Pigmalione — (China lentamente il capo senza parlare).
Mercurio — Gli Dei dall’Olimpo ti contemplavano vicino a quell’altare, abbracciato alla bellissima Galatea, la sposa tua, e sorridevano della tua, della vostra felicità. Gli Dei non si compiacciono solamente nelle tragiche pugne degli uomini contro il Destino.... Il padre Zeus lodò nuovamente Venere per l’amoroso prodigio operato nel freddo marmo; e Venere tornò ad esserne lieta e orgogliosa come in quell’istante memorabile.... Ti ricordi?

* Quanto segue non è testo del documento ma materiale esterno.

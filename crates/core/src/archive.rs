//! In-memory representation of a decoded package archive.

use crate::metadata::Metadata;
use bytes::Bytes;

/// Configuration values of a package, kept as raw structured text.
#[derive(Clone, Debug, Default, PartialEq, Eq)]
pub struct Values {
    pub raw: String,
}

impl Values {
    pub fn new(raw: impl Into<String>) -> Self {
        Self { raw: raw.into() }
    }

    pub fn is_empty(&self) -> bool {
        self.raw.is_empty()
    }
}

/// A payload file carried by an archive, path relative to the package root.
#[derive(Clone, Debug, PartialEq, Eq)]
pub struct ArchiveFile {
    pub path: String,
    pub data: Bytes,
}

/// A decoded archive: mutable metadata and values plus an immutable payload.
#[derive(Clone, Debug, PartialEq, Eq)]
pub struct DecodedArchive {
    pub metadata: Metadata,
    pub values: Values,
    files: Vec<ArchiveFile>,
}

impl DecodedArchive {
    pub fn new(metadata: Metadata, values: Values, files: Vec<ArchiveFile>) -> Self {
        Self {
            metadata,
            values,
            files,
        }
    }

    /// Payload files in archive order.
    pub fn files(&self) -> &[ArchiveFile] {
        &self.files
    }
}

Pigmalione — Sì!... Quando i suoi occhi tremolarono improvvisamente per il primo senso della vita, e subito fissandosi in me, parve che me vedessero prima della stessa luce — o Mercurio! — io non credo che in terra e in cielo una felicità più grande sia stata provata mai.... Allora io non vidi il rimanente del suo bel corpo colorarsi, palpitare e muoversi.... non vidi che gli occhi, quei suoi due occhi innamorati, i quali mi tenevano tutto, anima e sensi, in un rapimento di beatitudine senza nome.... O Mercurio! tu sei venuto a parlarmi nel sonno, mentre io sognavo anche una volta di quel momento divino....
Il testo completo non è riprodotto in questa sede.